Center for Strategic Communication

  1. Habib Essid Nominated as Tunisia’s Prime Minister


On Jan. 5, former Interior Minister Habib Essid was nominated as Prime Minister by Tunisia’s newly elected parliament. Essid is no stranger in the Congressional palace, as he held a variety of positions in autocrat Zine al-Abidine Ben Ali’s government before being appointed Minister of the Interior after the 2011 revolution The Guardian.

Mohamed Naceur, speaker of Congress, spoke in support of Essid’s nomination, stating, “We have chosen Essid because he is independent and has experience in the areas of security and the economy.”

Prime Minister Elect Essid is one of a number of pre-revolution government officials set to return following the most recent elections, including Beji Caid Essebi as President. Essebi, the founder of the now majority secular Nidaa Tounes party, is a long-known figure in Tunisian politics, serving as Minister of Foreign Affairs, ambassador to Germany, President of the Chamber of Deputies, and Interim Prime Minister in 2011.


  1. Middle East Peace Process Issues

Recent weeks have seen a number of moves from the Israeli Government and Palestinian Authority.

On December 31, Palestinian Authority President Mahmoud Abbas signed the Rome Statue– the founding document of the International Criminal Court.

In response to Abbas’ filing, Israeli Prime Minister Benjamin Netanyahu has halted the transfer of $127 million USD in tax revenue collected on behalf of the Palestinian Authority. Israel collects taxes on behalf of the PA and transfers on average about $100m USD per month, which accounts for approximately two-thirds of the PA’s budget.

The Israeli government is also poised to ask the US Congress to enforce a portion of the recent budget law that stipulates the US will cease providing almost $400m USD in aid to Palestinians annually should the Palestinian Authority take steps against Israel in the ICC.

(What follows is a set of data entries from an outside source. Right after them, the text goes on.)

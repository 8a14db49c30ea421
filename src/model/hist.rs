//! Histogram-binned second-order boosting.
//!
//! Every feature is bucketed once into at most `max_bin` bins. Trees are
//! grown depth-first on per-bin gradient and hessian sums with gain
//!
//! ```text
//! gain = 0.5 * (GL²/(HL+λ) + GR²/(HR+λ) - G²/(H+λ)) - γ
//! ```
//!
//! and leaf weight `-G / (H + λ)`, scaled by the learning rate.

use rand::rngs::StdRng;
use rand::seq::index;
use rand::SeedableRng;
use serde::{Deserialize, Serialize};
use tracing::debug;

use super::tree::{RegressionTree, TreeNode};
use super::{sigmoid, Hyperparameters};
use crate::errors::{Error, Result};
use crate::features::Matrix;

#[derive(Debug, Clone, PartialEq, Serialize, Deserialize)]
#[serde(default, deny_unknown_fields)]
pub struct HistParams {
    pub n_estimators: usize,
    pub learning_rate: f64,
    pub max_depth: usize,
    pub reg_lambda: f64,
    pub gamma: f64,
    pub min_child_weight: f64,
    pub subsample: f64,
    pub max_bin: usize,
    pub random_state: Option<u64>,
}

impl Default for HistParams {
    fn default() -> Self {
        Self {
            n_estimators: 100,
            learning_rate: 0.3,
            max_depth: 6,
            reg_lambda: 1.0,
            gamma: 0.0,
            min_child_weight: 1.0,
            subsample: 1.0,
            max_bin: 256,
            random_state: None,
        }
    }
}

impl Hyperparameters for HistParams {
    const KNOWN: &'static [&'static str] = &[
        "n_estimators",
        "learning_rate",
        "max_depth",
        "reg_lambda",
        "gamma",
        "min_child_weight",
        "subsample",
        "max_bin",
        "random_state",
    ];

    fn validate(&self) -> Result<()> {
        if self.n_estimators == 0 {
            return Err(Error::config_key("model.params.n_estimators", "must be at least 1"));
        }
        if !(self.learning_rate.is_finite() && self.learning_rate > 0.0) {
            return Err(Error::config_key("model.params.learning_rate", "must be positive"));
        }
        if !(self.reg_lambda >= 0.0) {
            return Err(Error::config_key("model.params.reg_lambda", "must be non-negative"));
        }
        if !(self.gamma >= 0.0) {
            return Err(Error::config_key("model.params.gamma", "must be non-negative"));
        }
        if !(self.min_child_weight >= 0.0) {
            return Err(Error::config_key("model.params.min_child_weight", "must be non-negative"));
        }
        if !(self.subsample > 0.0 && self.subsample <= 1.0) {
            return Err(Error::config_key("model.params.subsample", "must be in (0, 1]"));
        }
        if !(2..=u16::MAX as usize).contains(&self.max_bin) {
            return Err(Error::config_key("model.params.max_bin", "must be between 2 and 65535"));
        }
        Ok(())
    }
}

/// Sorted cut points per feature. Bin `b` holds values in
/// `(cuts[b-1], cuts[b]]`.
struct BinnedMatrix {
    cuts: Vec<Vec<f64>>,
    bins: Vec<u16>,
    n_cols: usize,
}

impl BinnedMatrix {
    fn build(x: &Matrix, max_bin: usize) -> Self {
        let n_cols = x.n_cols();
        let cuts: Vec<Vec<f64>> = (0..n_cols)
            .map(|j| {
                let mut values: Vec<f64> = (0..x.n_rows()).map(|i| x.get(i, j)).collect();
                values.sort_by(f64::total_cmp);
                values.dedup();
                cut_points(&values, max_bin)
            })
            .collect();

        let mut bins = Vec::with_capacity(x.n_rows() * n_cols);
        for row in x.rows() {
            for (j, value) in row.iter().enumerate() {
                bins.push(cuts[j].partition_point(|c| c < value) as u16);
            }
        }
        Self { cuts, bins, n_cols }
    }

    fn bin(&self, row: usize, feature: usize) -> usize {
        usize::from(self.bins[row * self.n_cols + feature])
    }

    fn n_bins(&self, feature: usize) -> usize {
        self.cuts[feature].len() + 1
    }
}

/// Midpoints between distinct values, or quantile cuts when there are
/// more distinct values than bins.
fn cut_points(distinct: &[f64], max_bin: usize) -> Vec<f64> {
    if distinct.len() <= max_bin {
        return distinct.windows(2).map(|w| w[0] / 2.0 + w[1] / 2.0).collect();
    }
    let mut cuts: Vec<f64> = (1..max_bin)
        .map(|k| distinct[k * distinct.len() / max_bin - 1])
        .collect();
    cuts.dedup();
    cuts
}

#[derive(Debug, Clone, Copy, Default)]
struct GradPair {
    g: f64,
    h: f64,
}

impl GradPair {
    fn add(&mut self, other: GradPair) {
        self.g += other.g;
        self.h += other.h;
    }
}

struct HistBuilder<'a> {
    binned: &'a BinnedMatrix,
    grads: &'a [GradPair],
    params: &'a HistParams,
    nodes: Vec<TreeNode>,
}

impl HistBuilder<'_> {
    fn score(&self, g: f64, h: f64) -> f64 {
        g * g / (h + self.params.reg_lambda)
    }

    fn grow(&mut self, rows: Vec<usize>, depth: usize) -> usize {
        let id = self.nodes.len();
        self.nodes.push(TreeNode::Leaf { value: 0.0 });

        let mut total = GradPair::default();
        for &r in &rows {
            total.add(self.grads[r]);
        }

        let split = if depth < self.params.max_depth {
            self.best_split(&rows, total)
        } else {
            None
        };

        match split {
            Some((feature, bin)) => {
                let (left_rows, right_rows): (Vec<usize>, Vec<usize>) =
                    rows.iter().partition(|&&r| self.binned.bin(r, feature) <= bin);
                let threshold = self.binned.cuts[feature][bin];
                let left = self.grow(left_rows, depth + 1);
                let right = self.grow(right_rows, depth + 1);
                self.nodes[id] = TreeNode::Split {
                    feature,
                    threshold,
                    left,
                    right,
                };
            }
            None => {
                let weight = -total.g / (total.h + self.params.reg_lambda);
                self.nodes[id] = TreeNode::Leaf {
                    value: self.params.learning_rate * weight,
                };
            }
        }
        id
    }

    fn best_split(&self, rows: &[usize], total: GradPair) -> Option<(usize, usize)> {
        let parent = self.score(total.g, total.h);
        let mut best: Option<(usize, usize, f64)> = None;

        for feature in 0..self.binned.n_cols {
            let n_bins = self.binned.n_bins(feature);
            if n_bins < 2 {
                continue;
            }
            let mut hist = vec![GradPair::default(); n_bins];
            for &r in rows {
                hist[self.binned.bin(r, feature)].add(self.grads[r]);
            }

            let mut left = GradPair::default();
            for (bin, pair) in hist.iter().enumerate().take(n_bins - 1) {
                left.add(*pair);
                let right = GradPair {
                    g: total.g - left.g,
                    h: total.h - left.h,
                };
                if left.h < self.params.min_child_weight || right.h < self.params.min_child_weight {
                    continue;
                }
                let gain = 0.5 * (self.score(left.g, left.h) + self.score(right.g, right.h) - parent)
                    - self.params.gamma;
                if gain > best.map_or(0.0, |b| b.2) {
                    best = Some((feature, bin, gain));
                }
            }
        }
        best.map(|(feature, bin, _)| (feature, bin))
    }
}

#[derive(Debug, Clone, PartialEq, Serialize, Deserialize)]
pub struct HistGradientBoosting {
    base_score: f64,
    trees: Vec<RegressionTree>,
}

impl HistGradientBoosting {
    pub fn fit(x: &Matrix, y: &[u8], params: &HistParams) -> Result<Self> {
        let n = x.n_rows();
        let binned = BinnedMatrix::build(x, params.max_bin);
        let mut rng = StdRng::seed_from_u64(params.random_state.unwrap_or_default());
        let in_bag = ((params.subsample * n as f64) as usize).clamp(1, n);

        let base_score = 0.0;
        let mut raw = vec![base_score; n];
        let mut grads = vec![GradPair::default(); n];
        let mut trees = Vec::with_capacity(params.n_estimators);

        for _ in 0..params.n_estimators {
            for i in 0..n {
                let p = sigmoid(raw[i]);
                grads[i] = GradPair {
                    g: p - f64::from(y[i]),
                    h: (p * (1.0 - p)).max(1e-16),
                };
            }
            let rows = if in_bag < n {
                let mut sampled = index::sample(&mut rng, n, in_bag).into_vec();
                sampled.sort_unstable();
                sampled
            } else {
                (0..n).collect()
            };

            let mut builder = HistBuilder {
                binned: &binned,
                grads: &grads,
                params,
                nodes: Vec::new(),
            };
            builder.grow(rows, 0);
            let tree = RegressionTree::from_nodes(builder.nodes);

            for (i, row) in x.rows().enumerate() {
                raw[i] += tree.predict_row(row);
            }
            trees.push(tree);
        }

        debug!(
            trees = trees.len(),
            leaves = trees.iter().map(RegressionTree::n_leaves).sum::<usize>(),
            "histogram boosting fitted"
        );
        Ok(Self { base_score, trees })
    }

    pub fn n_trees(&self) -> usize {
        self.trees.len()
    }

    pub fn predict_proba(&self, x: &Matrix) -> Vec<f64> {
        x.rows()
            .map(|row| {
                let raw = self
                    .trees
                    .iter()
                    .fold(self.base_score, |acc, tree| acc + tree.predict_row(row));
                sigmoid(raw)
            })
            .collect()
    }
}

#[cfg(test)]
mod tests {
    use super::*;

    #[test]
    fn test_cut_points_between_distinct_values() {
        assert_eq!(cut_points(&[1.0, 2.0, 4.0], 256), vec![1.5, 3.0]);
        assert!(cut_points(&[7.0], 256).is_empty());
    }

    #[test]
    fn test_quantile_cuts_bounded_by_max_bin() {
        let distinct: Vec<f64> = (0..1000).map(f64::from).collect();
        let cuts = cut_points(&distinct, 16);
        assert_eq!(cuts.len(), 15);
        assert!(cuts.windows(2).all(|w| w[0] < w[1]));
    }

    #[test]
    fn test_bins_agree_with_thresholds() {
        let x = Matrix::from_rows(&[vec![1.0], vec![2.0], vec![4.0], vec![4.0]]).unwrap();
        let binned = BinnedMatrix::build(&x, 256);
        assert_eq!(binned.n_bins(0), 3);
        assert_eq!((0..4).map(|r| binned.bin(r, 0)).collect::<Vec<_>>(), vec![0, 1, 2, 2]);
        // Row goes left of cut b exactly when its bin is <= b.
        for r in 0..4 {
            for b in 0..2 {
                assert_eq!(binned.bin(r, 0) <= b, x.get(r, 0) <= binned.cuts[0][b]);
            }
        }
    }

    #[test]
    fn test_learns_threshold_rule() {
        let rows: Vec<Vec<f64>> = (0..60).map(|i| vec![f64::from(i), f64::from(i % 4)]).collect();
        let y: Vec<u8> = (0..60).map(|i| u8::from(i >= 35)).collect();
        let x = Matrix::from_rows(&rows).unwrap();
        let model = HistGradientBoosting::fit(&x, &y, &HistParams::default()).unwrap();
        let p = model.predict_proba(&x);
        assert!(p[0] < 0.1 && p[59] > 0.9, "{} {}", p[0], p[59]);
        assert_eq!(model.n_trees(), 100);
    }

    #[test]
    fn test_gamma_prunes_weak_splits() {
        let rows: Vec<Vec<f64>> = (0..20).map(|i| vec![f64::from(i)]).collect();
        let y: Vec<u8> = (0..20).map(|i| u8::from(i % 2 == 0)).collect();
        let x = Matrix::from_rows(&rows).unwrap();
        let params = HistParams {
            n_estimators: 1,
            gamma: 1e6,
            ..HistParams::default()
        };
        let model = HistGradientBoosting::fit(&x, &y, &params).unwrap();
        assert_eq!(model.trees[0].n_leaves(), 1);
    }
}
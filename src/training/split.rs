//! Stratified train/test partitioning.

use rand::seq::SliceRandom;
use rand::Rng;

use crate::errors::{Error, Result};

/// Row indices of the two partitions, each in ascending order.
#[derive(Debug, Clone, PartialEq, Eq)]
pub struct Split {
    pub train: Vec<usize>,
    pub test: Vec<usize>,
}

/// Split rows so both partitions keep the label proportions.
///
/// The test partition holds `ceil(test_size * n)` rows. Each class
/// contributes in proportion to its frequency (largest remainder, ties to
/// the negative class) and keeps at least one row on each side.
pub fn stratified_split<R: Rng + ?Sized>(
    labels: &[u8],
    test_size: f64,
    rng: &mut R,
) -> Result<Split> {
    if !(test_size > 0.0 && test_size < 1.0) {
        return Err(Error::config_key("test_size", "must be in (0, 1)"));
    }
    let n = labels.len();
    let by_class: [Vec<usize>; 2] = [
        (0..n).filter(|&i| labels[i] == 0).collect(),
        (0..n).filter(|&i| labels[i] == 1).collect(),
    ];
    for (class, rows) in by_class.iter().enumerate() {
        if rows.len() < 2 {
            return Err(Error::Training(format!(
                "class {class} has {} rows; stratified splitting needs at least 2",
                rows.len()
            )));
        }
    }

    let n_test = (test_size * n as f64).ceil() as usize;
    let counts = [by_class[0].len(), by_class[1].len()];
    let per_class = allocate(n_test, counts).ok_or_else(|| {
        Error::Training(format!(
            "a test partition of {n_test} rows out of {n} cannot hold both classes on each side"
        ))
    })?;

    let mut train = Vec::with_capacity(n - n_test);
    let mut test = Vec::with_capacity(n_test);
    for (rows, take) in by_class.into_iter().zip(per_class) {
        let mut rows = rows;
        rows.shuffle(rng);
        test.extend_from_slice(&rows[..take]);
        train.extend_from_slice(&rows[take..]);
    }
    train.sort_unstable();
    test.sort_unstable();
    Ok(Split { train, test })
}

/// Per-class test counts summing to `n_test`, each in `1..count`.
fn allocate(n_test: usize, counts: [usize; 2]) -> Option<[usize; 2]> {
    let n = counts[0] + counts[1];
    if n_test < 2 || n_test + 2 > n {
        return None;
    }
    let quotas = counts.map(|c| n_test as f64 * c as f64 / n as f64);
    let mut take = quotas.map(|q| q.floor() as usize);
    if take[0] + take[1] < n_test {
        let frac = |c: usize| quotas[c] - quotas[c].floor();
        let winner = if frac(1) > frac(0) { 1 } else { 0 };
        take[winner] += n_test - take[0] - take[1];
    }

    // Keep one row of each class on both sides.
    for class in 0..2 {
        let other = 1 - class;
        let bounded = take[class].clamp(1, counts[class] - 1);
        if bounded != take[class] {
            take[other] = n_test.checked_sub(bounded)?;
            take[class] = bounded;
        }
    }
    let valid = (0..2).all(|c| take[c] >= 1 && take[c] < counts[c]);
    valid.then_some(take)
}

#[cfg(test)]
mod tests {
    use super::*;
    use proptest::prelude::*;
    use rand::rngs::StdRng;
    use rand::SeedableRng;

    #[test]
    fn test_proportions_and_size() {
        let labels: Vec<u8> = (0..100).map(|i| u8::from(i % 4 == 0)).collect();
        let split = stratified_split(&labels, 0.2, &mut StdRng::seed_from_u64(42)).unwrap();
        assert_eq!(split.test.len(), 20);
        assert_eq!(split.train.len(), 80);
        let positives = split.test.iter().filter(|&&i| labels[i] == 1).count();
        assert_eq!(positives, 5);
    }

    #[test]
    fn test_ceil_of_test_rows() {
        let labels: Vec<u8> = (0..11).map(|i| u8::from(i % 2 == 0)).collect();
        let split = stratified_split(&labels, 0.2, &mut StdRng::seed_from_u64(1)).unwrap();
        assert_eq!(split.test.len(), 3);
    }

    #[test]
    fn test_largest_remainder_allocation() {
        assert_eq!(allocate(3, [5, 5]), Some([2, 1]));
        // Quotas 2.7 and 0.3: the rare class is lifted to one row.
        assert_eq!(allocate(3, [27, 3]), Some([2, 1]));
        assert_eq!(allocate(10, [70, 30]), Some([7, 3]));
        assert_eq!(allocate(5, [13, 7]), Some([3, 2]));
    }

    #[test]
    fn test_rare_class_kept_on_both_sides() {
        let mut labels = vec![0u8; 48];
        labels.extend([1, 1]);
        let split = stratified_split(&labels, 0.2, &mut StdRng::seed_from_u64(7)).unwrap();
        let test_pos = split.test.iter().filter(|&&i| labels[i] == 1).count();
        let train_pos = split.train.iter().filter(|&&i| labels[i] == 1).count();
        assert_eq!((test_pos, train_pos), (1, 1));
    }

    #[test]
    fn test_single_member_class_rejected() {
        let mut labels = vec![0u8; 9];
        labels.push(1);
        let err = stratified_split(&labels, 0.2, &mut StdRng::seed_from_u64(0)).unwrap_err();
        assert!(matches!(err, Error::Training(_)));
    }

    #[test]
    fn test_same_seed_same_split() {
        let labels: Vec<u8> = (0..50).map(|i| u8::from(i % 3 == 0)).collect();
        let a = stratified_split(&labels, 0.3, &mut StdRng::seed_from_u64(5)).unwrap();
        let b = stratified_split(&labels, 0.3, &mut StdRng::seed_from_u64(5)).unwrap();
        assert_eq!(a, b);
    }

    proptest! {
        #[test]
        fn prop_partitions_cover_rows_once(
            labels in prop::collection::vec(0u8..2, 8..200),
            test_size in 0.1f64..0.6,
            seed in any::<u64>(),
        ) {
            let mut rng = StdRng::seed_from_u64(seed);
            if let Ok(split) = stratified_split(&labels, test_size, &mut rng) {
                let mut all: Vec<usize> = split.train.iter().chain(&split.test).copied().collect();
                all.sort_unstable();
                prop_assert_eq!(all, (0..labels.len()).collect::<Vec<_>>());
                prop_assert!(split.train.windows(2).all(|w| w[0] < w[1]));
                prop_assert_eq!(split.test.len(), (test_size * labels.len() as f64).ceil() as usize);
                for class in 0..2u8 {
                    prop_assert!(split.test.iter().any(|&i| labels[i] == class));
                    prop_assert!(split.train.iter().any(|&i| labels[i] == class));
                }
            }
        }
    }
}
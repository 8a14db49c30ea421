//! Predictions CSV artifact.

use std::path::Path;

use super::{is_ranked, Prediction};
use crate::errors::{ArtifactKind, Error, Result};
use crate::io;

pub fn write_predictions(path: &Path, predictions: &[Prediction]) -> Result<()> {
    io::ensure_parent_dir(path)?;
    let mut writer = csv::Writer::from_path(path)?;
    for prediction in predictions {
        writer.serialize(prediction)?;
    }
    writer.flush()?;
    Ok(())
}

/// Load a predictions table, rejecting empty, out-of-range or unsorted data.
pub fn read_predictions(path: &Path) -> Result<Vec<Prediction>> {
    if !path.exists() {
        return Err(Error::not_found(ArtifactKind::Predictions, path));
    }
    let mut reader = csv::Reader::from_path(path)?;
    let predictions = reader
        .deserialize()
        .collect::<std::result::Result<Vec<Prediction>, csv::Error>>()
        .map_err(|e| Error::corrupt(path, e.to_string()))?;

    if predictions.is_empty() {
        return Err(Error::DataSchema(format!(
            "predictions table {} is empty",
            path.display()
        )));
    }
    if let Some(bad) = predictions
        .iter()
        .find(|p| !(0.0..=1.0).contains(&p.risk_score))
    {
        return Err(Error::DataSchema(format!(
            "release {} has risk_score {} outside [0, 1]",
            bad.release_id, bad.risk_score
        )));
    }
    if !is_ranked(&predictions) {
        return Err(Error::DataSchema(
            "predictions are not sorted by descending risk_score".into(),
        ));
    }
    Ok(predictions)
}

Following the early December dissolution of the Israeli Knesset, Netanyahu is currently seeking a fourth term as Israeli Prime Minister with elections scheduled for March 17, 2015, further complicating a delicate situation.


  1. Increase in Restrictions on Syrian’s Entering Lebanon

A new regulation will now require Syrian’s entering Lebanon for reasons other than tourism and employment to fulfill certain criteria to obtain a visa and be granted legal access to the country.

Lebanon currently hosts more than one million Syrian refugees, displaced largely by the civil war between rebel forces and President Bashar al-Assad.

Up until this restriction, Syrian’s could stay in Lebanon for up to six months automatically. Lebanon shares a boarder with Syria is one of the countries most affected by the large number of refugees. There are currently more and 1.1 million registered refugees in Lebanon, though the government says the actual count is closer to 1.6 million.

The influx of refugees has created economic hardship for some, as rents throughout Lebanon are rising while wages are falling and many Lebanese say they are unable to find work BBC. Resentment towards refugees continues to grow, evidenced by the destruction of a new refugee camp built by an international charity by an angry mob.

The increase in refugees is also widening sectarian and religious divisions in Shia and Christian areas, as most refugees are Sunni. The result is an underlying fear that the continued and increasing refugee population could eventually trigger a renewed civil war in Lebanon.


  1. ISIL’s Pursuit of Legitimacy

In an attempt to gain legitimacy as a state, Al Jazeera reports ISIL has opened its first bank in the Iraqi city of Mosul and submitted a $2bn USD governing budget with a $250m USD surplus.  The budget is said to include salaries for fighters and civil service like construction, waste management, and education, in Iraqi and Syrian territories surplus.

While it is unclear who is advising ISIL, the existence of an advisory board, called a Shura Council, involved in all decisions is well known. If the reports of a formalized bank are true, coupled with the regular use of propaganda ISIL’s desire for legitimacy and recognition, and the group’s actionable steps towards those goals, is clear.


  1. King Abdullah of Saudi Arabia Hospitalized with Pneumonia

King Abdullah, 90, was hospitalized with pneumonia on December 31st. State-run Saudi Press Agency stated Crown Prince Salman Bin Abdulaziz Al Saud,79, spoke to the cabinet and addressed the government at a weekly meeting on Monday, reassuring them of King Abdullah’s health. Prince Salman will also deliver the annual speech to the Shura Council on the countries domestic and foreign policies Tuesday, January 6th.

As many are quick to point out, concerns about King Abdullah’s health and his succession come at a time of increasing regional instability. Saudi Arabia is a member of the US-led coalition fighting ISIL and a key partner in OPEC. While there is likely to be strong continuity of policy in the short term during King Abdullah’s hospitalization, the same cannot be said in the long term. Saudi governance is often characterized as highly personalized, meaning a new king would likely alter policymaking. The extent to which such changes will occur and their impact on Saudi regional engagement is unknown without a successor, only adding to uncertainty and concern.